En Transelec, la orientación estratégica de políticas y decisiones se basa en dos objetivos fundamentales: productividad laboral y satisfacción en el trabajo. La productividad laboral implica el logro de objetivos, en tanto que la satisfacción en el trabajo es factor de realización y bienestar personal, en un contexto de seguridad y ética en la empresa.

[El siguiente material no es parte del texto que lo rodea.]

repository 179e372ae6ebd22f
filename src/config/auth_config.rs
//! Token signing configuration parsing from environment variables.

use super::{Lookup, parse_or, string_or};
use anyhow::Result;

/// Placeholder secret used when `JWT_SECRET` is unset. Fine for local runs only.
pub const DEV_JWT_SECRET: &str = "tradedesk-dev-secret-change-me";

#[derive(Debug, Clone)]
pub struct AuthEnvConfig {
    pub jwt_secret: String,
    pub token_expire_minutes: i64,
}

impl Default for AuthEnvConfig {
    fn default() -> Self {
        Self {
            jwt_secret: DEV_JWT_SECRET.to_string(),
            token_expire_minutes: 30,
        }
    }
}

impl AuthEnvConfig {
    pub(crate) fn from_lookup(lookup: Lookup<'_>) -> Result<Self> {
        let defaults = Self::default();
        let token_expire_minutes = parse_or(
            lookup,
            "ACCESS_TOKEN_EXPIRE_MINUTES",
            defaults.token_expire_minutes,
        )?;
        if token_expire_minutes <= 0 {
            anyhow::bail!(
                "ACCESS_TOKEN_EXPIRE_MINUTES must be positive, got {}",
                token_expire_minutes
            );
        }

        Ok(Self {
            jwt_secret: string_or(lookup, "JWT_SECRET", &defaults.jwt_secret),
            token_expire_minutes,
        })
    }

    pub fn uses_dev_secret(&self) -> bool {
        self.jwt_secret == DEV_JWT_SECRET
    }

    pub fn token_ttl(&self) -> chrono::Duration {
        chrono::Duration::minutes(self.token_expire_minutes)
    }
}
//! Order settlement rules.
//!
//! Both ledger stores call [`settle`] from inside their atomic unit of work,
//! after they have locked the account and read the committed balance,
//! holdings and price. Nothing here touches storage.

use crate::domain::errors::LedgerError;
use crate::domain::trading::types::OrderSide;
use rust_decimal::Decimal;

/// Snapshot of the state an order is validated against
#[derive(Debug, Clone, PartialEq)]
pub struct SettlementInput<'a> {
    pub ticker: &'a str,
    pub side: OrderSide,
    pub volume: u64,
    pub price: Decimal,
    pub balance: Decimal,
    pub holdings: u64,
}

/// Outcome of an accepted order
#[derive(Debug, Clone, Copy, PartialEq, Eq)]
pub struct Settlement {
    pub execution_price: Decimal,
    pub new_balance: Decimal,
}

pub fn settle(input: &SettlementInput<'_>) -> Result<Settlement, LedgerError> {
    if input.volume == 0 {
        return Err(LedgerError::InvalidVolume(0));
    }
    if input.price <= Decimal::ZERO {
        return Err(LedgerError::NotTradable {
            ticker: input.ticker.to_string(),
        });
    }

    let execution_price = input.price * Decimal::from(input.volume);

    let new_balance = match input.side {
        OrderSide::Buy => {
            if input.balance < execution_price {
                return Err(LedgerError::InsufficientBalance {
                    required: execution_price,
                    available: input.balance,
                });
            }
            input.balance - execution_price
        }
        OrderSide::Sell => {
            if input.holdings < input.volume {
                return Err(LedgerError::InsufficientHoldings {
                    ticker: input.ticker.to_string(),
                    requested: input.volume,
                    available: input.holdings,
                });
            }
            input.balance + execution_price
        }
    };

    Ok(Settlement {
        execution_price,
        new_balance,
    })
}
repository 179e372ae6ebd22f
use crate::domain::errors::AccountError;
use crate::domain::trading::types::UserId;
use chrono::{DateTime, Utc};
use rust_decimal::Decimal;
use serde::Serialize;
use std::collections::BTreeMap;

/// Balance-bearing principal. The balance only changes inside a settled order.
#[derive(Debug, Clone, PartialEq)]
pub struct UserAccount {
    pub id: UserId,
    pub username: String,
    pub credential: String,
    pub balance: Decimal,
    pub created_at: DateTime<Utc>,
}

/// Validated registration data; `credential` is already hashed
#[derive(Debug, Clone, PartialEq)]
pub struct NewAccount {
    pub username: String,
    pub credential: String,
    pub balance: Decimal,
}

/// Registration input before hashing
#[derive(Debug, Clone)]
pub struct Registration {
    pub username: String,
    pub password: String,
    pub balance: Decimal,
}

impl Registration {
    /// Checks everything that does not need storage or hashing.
    pub fn validate(&self) -> Result<String, AccountError> {
        let username = self.username.trim();
        if username.is_empty() {
            return Err(AccountError::InvalidUsername);
        }
        if self.password.is_empty() {
            return Err(AccountError::InvalidPassword);
        }
        if self.balance <= Decimal::ZERO {
            return Err(AccountError::InvalidInitialBalance(self.balance));
        }
        Ok(username.to_string())
    }
}

#[derive(Debug, Clone, PartialEq, Serialize)]
pub struct UserProfile {
    pub id: UserId,
    pub username: String,
    pub balance: Decimal,
    pub holdings: BTreeMap<String, u64>,
}
//! Configuration module for tradedesk.
//!
//! This module provides structured configuration loading from environment variables,
//! organized by concern: Server, Feed, Auth, and Observability.

mod auth_config;
mod feed_config;
mod observability_config;
mod server_config;

pub use auth_config::{AuthEnvConfig, DEV_JWT_SECRET};
pub use feed_config::FeedEnvConfig;
pub use observability_config::{LogFormat, ObservabilityEnvConfig};
pub use server_config::ServerEnvConfig;

use anyhow::{Context, Result};
use std::env;
use std::str::FromStr;

pub const DEFAULT_DATABASE_URL: &str = "sqlite://tradedesk.db";

/// Reads a variable by name. `from_env` passes the process environment,
/// tests pass a map.
pub(crate) type Lookup<'a> = &'a dyn Fn(&str) -> Option<String>;

/// Parses `key` when set, `default` otherwise. A set but unparsable value is
/// an error rather than a silent fallback.
pub(crate) fn parse_or<T>(lookup: Lookup<'_>, key: &str, default: T) -> Result<T>
where
    T: FromStr,
    T::Err: std::fmt::Display,
{
    match lookup(key) {
        Some(raw) => raw
            .trim()
            .parse::<T>()
            .map_err(|e| anyhow::anyhow!("Failed to parse {}={:?}: {}", key, raw, e)),
        None => Ok(default),
    }
}

pub(crate) fn string_or(lookup: Lookup<'_>, key: &str, default: &str) -> String {
    lookup(key)
        .filter(|v| !v.trim().is_empty())
        .unwrap_or_else(|| default.to_string())
}

#[derive(Debug, Clone)]
pub struct Config {
    pub database_url: String,
    pub server: ServerEnvConfig,
    pub feed: FeedEnvConfig,
    pub auth: AuthEnvConfig,
    pub observability: ObservabilityEnvConfig,
}

impl Default for Config {
    fn default() -> Self {
        Self {
            database_url: DEFAULT_DATABASE_URL.to_string(),
            server: ServerEnvConfig::default(),
            feed: FeedEnvConfig::default(),
            auth: AuthEnvConfig::default(),
            observability: ObservabilityEnvConfig::default(),
        }
    }
}

impl Config {
    pub fn from_env() -> Result<Self> {
        Self::from_lookup(&|key| env::var(key).ok())
    }

    pub(crate) fn from_lookup(lookup: Lookup<'_>) -> Result<Self> {
        Ok(Self {
            database_url: string_or(lookup, "DATABASE_URL", DEFAULT_DATABASE_URL),
            server: ServerEnvConfig::from_lookup(lookup).context("Failed to load server config")?,
            feed: FeedEnvConfig::from_lookup(lookup).context("Failed to load feed config")?,
            auth: AuthEnvConfig::from_lookup(lookup).context("Failed to load auth config")?,
            observability: ObservabilityEnvConfig::from_lookup(lookup)
                .context("Failed to load observability config")?,
        })
    }
}
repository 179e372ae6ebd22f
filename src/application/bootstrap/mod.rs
pub mod persistence;
pub mod services;
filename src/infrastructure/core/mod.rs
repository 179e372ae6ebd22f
pub mod http_client_factory;

pub use http_client_factory::HttpClientFactory;
pub mod market_data;

pub use market_data::CoinGeckoMarketFeed;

Satisfacción en el Trabajo
Los empleados son esenciales a la misión de la empresa y su satisfacción es importante. La satisfacción del personal es causa y efecto de altos estándares de productividad laboral. La satisfacción aumenta en la medida que los objetivos se cumplen, el desempeño es reconocido y la persona gana confianza en si mismo y sus posibilidades de desarrollo. A su vez, la satisfacción laboral es fuente de motivación para el desempeño eficiente. También contribuyen a esta finalidad reglas claras y objetivos empresariales e individuales difundidos y asumidos por cada miembro de la organización.
Productividad Laboral
En general, la productividad se entiende como la relación entre el producto y los recursos empleados. La productividad laboral mide la eficiencia del trabajo. Si somos eficientes en el trabajo produciremos más y/o mejor con igual o menos trabajo, elevando el índice de productividad. El personal puede aumentar la productividad si sus decisiones y acciones se traducen, por ejemplo, en ahorro de materiales, disminución de horas máquinas, mejoras en los procesos o empleo de tecnología adecuada. En síntesis, el desempeño, si es eficiente, se traduce en productividad y logro de objetivos empresariales.
Para el logro de estos objetivos, la estrategia de gestión de Transelec en esta materia se basa en la definición de políticas para tres grandes ámbitos de acción como son la gestión del desempeño orientada a la mejora continua en el desempeño individual del personal de Transelec por la vía de identificar y potenciar las competencias técnicas y conductuales para el logro de los objetivos individuales y del área; las compensaciones y beneficios vinculadas a las remuneraciones de mercado, a la participación de los trabajadores en el éxito económico de la empresa y a la entrega de beneficios para el trabajador y su familia; y el clima y relaciones laborales orientadas al fomento del comportamiento ético al interior de la empresa, el fortalecimiento de un buen clima laboral interno, enfatizando la correcta y armoniosa administración de las relaciones laborales con los grupos organizados de trabajadores y la creación de instancias de participación y comunicación para la expresión de ideas.